## Data for review

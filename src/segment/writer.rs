use std::fs::File;
use std::io::{BufWriter, Write};
use std::path::Path;

use crate::error::Result;

/// Builds one immutable segment file from a stream of key-value pairs.
///
/// Used during memtable flush and compaction. Record layout (lengths
/// little-endian):
/// ```text
/// ┌─────────────┬───────────┬─────────────┬─────────────┐
/// │ Key Len(4B) │ Key (var) │ Val Len(4B) │ Value (var) │
/// └─────────────┴───────────┴─────────────┴─────────────┘
/// ```
/// No op byte — a segment stores only current key/value state, with
/// tombstones written as ordinary values carrying the reserved prefix.
pub struct SegmentWriter {
    writer: BufWriter<File>,
    offset: u64,
}

impl SegmentWriter {
    /// Create a new segment file at the given path.
    pub fn create(path: &Path) -> Result<Self> {
        let file = File::create(path)?;
        Ok(SegmentWriter {
            writer: BufWriter::new(file),
            offset: 0,
        })
    }

    /// Append one record, returning the file offset it starts at. The
    /// caller records that offset in the index.
    pub fn append(&mut self, key: &[u8], value: &[u8]) -> Result<u64> {
        let offset = self.offset;

        self.writer.write_all(&(key.len() as u32).to_le_bytes())?;
        self.writer.write_all(key)?;
        self.writer.write_all(&(value.len() as u32).to_le_bytes())?;
        self.writer.write_all(value)?;

        self.offset += (4 + key.len() + 4 + value.len()) as u64;
        Ok(offset)
    }

    /// Finalize the segment: flush buffers and fsync. Only after this
    /// returns may the file's records be indexed — the file is immutable
    /// from here on.
    pub fn finish(mut self) -> Result<()> {
        self.writer.flush()?;
        self.writer.get_ref().sync_all()?;
        Ok(())
    }
}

## Problem
Sift the material for lines with the string "SegmentWriter". Copy each one found.

## Answer box
pub struct SegmentWriter {
impl SegmentWriter {
        Ok(SegmentWriter {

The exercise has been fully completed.